Compile with -deviceemu, use valgrind, check for out of bounds memory accesses.

I think there might be some compatibility issue or something went wriong, You need to check thoroughly

I used valgrind and I managed to mitigate the problem I had. At least now the kernel doesn’t stuck completely, but it delays a lot to execute, and it happens in a weird way. I have before and after the call of the kernel a “start timer” and a
'stop timer" function to see how much times it takes to execute. The weird thing is that although the time reported is of the order of 0.1 ms, after the execution the program hangs for a few seconds (10 - 20 sec) and then proceeds further. And the hanging happens after the “printf” that reports the time of the kernel!!

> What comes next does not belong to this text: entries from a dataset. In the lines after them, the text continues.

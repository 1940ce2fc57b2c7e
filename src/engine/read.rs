use itertools::Itertools;

use super::{key, Key};
use crate::datum::{Datum, Payload};
use crate::errors::{Error, ReadError, Result};
use crate::parser;
use crate::query::{escape, Query};
use crate::types::Type;

/// Value addressed by `query`. A `?` node that finds nothing yields nil.
pub fn get(root: &Datum, query: &Query) -> Result<Datum> {
    if query.is_indeterministic() {
        return Err(ReadError::Indeterministic(query.spec().to_string()).into());
    }
    query.must_be_readonly()?;
    Ok(walk(root, root, query)?.cloned().unwrap_or_default())
}

/// Whether `query` addresses an existing value. Absence and untraversable
/// structure both answer false.
pub fn has(root: &Datum, query: &Query) -> Result<bool> {
    query.must_be_readonly()?;
    match walk(root, root, query) {
        Ok(found) => Ok(found.is_some()),
        Err(Error::Read(
            ReadError::MissingKey(_) | ReadError::OutOfBounds { .. } | ReadError::UnexpectedType { .. },
        )) => Ok(false),
        Err(e) => Err(e),
    }
}

/// One query per leaf of the object nesting, depth first in key order.
/// The empty key has no segment form, so it and everything below it are
/// left out.
pub fn tree(root: &Datum) -> Result<Vec<Query>> {
    let mut specs = Vec::new();
    collect(root, &mut Vec::new(), &mut specs);
    specs
        .iter()
        .map(|spec| parser::parse(spec).map_err(Error::from))
        .collect()
}

fn collect<'d>(current: &'d Datum, path: &mut Vec<&'d str>, out: &mut Vec<String>) {
    match current.payload() {
        Payload::Object(map) if !map.is_empty() => {
            for (name, child) in map.iter().filter(|(name, _)| !name.is_empty()) {
                path.push(name);
                collect(child, path, out);
                path.pop();
            }
        }
        _ if path.is_empty() => {}
        _ => out.push(path.iter().map(|name| escape(name)).join(".")),
    }
}

fn mismatch(expected: Type, found: &Datum) -> Error {
    ReadError::UnexpectedType {
        expected,
        found: found.type_tag(),
    }
    .into()
}

/// Follow `node` and its successors down from `current`. `None` means a
/// `?` node found nothing.
pub(crate) fn walk<'d>(root: &Datum, current: &'d Datum, node: &Query) -> Result<Option<&'d Datum>> {
    let maybe = node.is_maybe();
    let found = match key(root, node)? {
        Key::Current => Some(current),
        Key::Attr(name) => match current.payload() {
            Payload::Object(map) => match map.get(name.as_ref()) {
                Some(child) => Some(child),
                None if maybe => None,
                None => return Err(ReadError::MissingKey(name.into_owned()).into()),
            },
            Payload::Nil if maybe => None,
            _ => return Err(mismatch(Type::OBJECT, current)),
        },
        Key::Index(index) => match current.payload() {
            Payload::Array(items) => match items.get(index) {
                Some(child) => Some(child),
                None if maybe => None,
                None => {
                    return Err(ReadError::OutOfBounds {
                        index,
                        len: items.len(),
                    }
                    .into())
                }
            },
            Payload::Nil if maybe => None,
            _ => return Err(mismatch(Type::ARRAY, current)),
        },
        Key::Append => return Err(ReadError::Indeterministic(node.spec().to_string()).into()),
    };
    match found {
        Some(child) if !node.is_leaf() => walk(root, child, &node.next()),
        other => Ok(other),
    }
}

Any ideas what might be the problem?

In a previous post tmurray told me to run my code with valgrind and check for out of bounds memory accesses.
Below is the output of valgrind with -v and --leak-check=full on emudebug. As you can see there are only 24 bytes lost (I think I know where they are lost from, but they don’t cause the problem).

Moreover, if I use valgrind on realese, emurelease, debug, and emudebug I get different results. Which ones should I trust more?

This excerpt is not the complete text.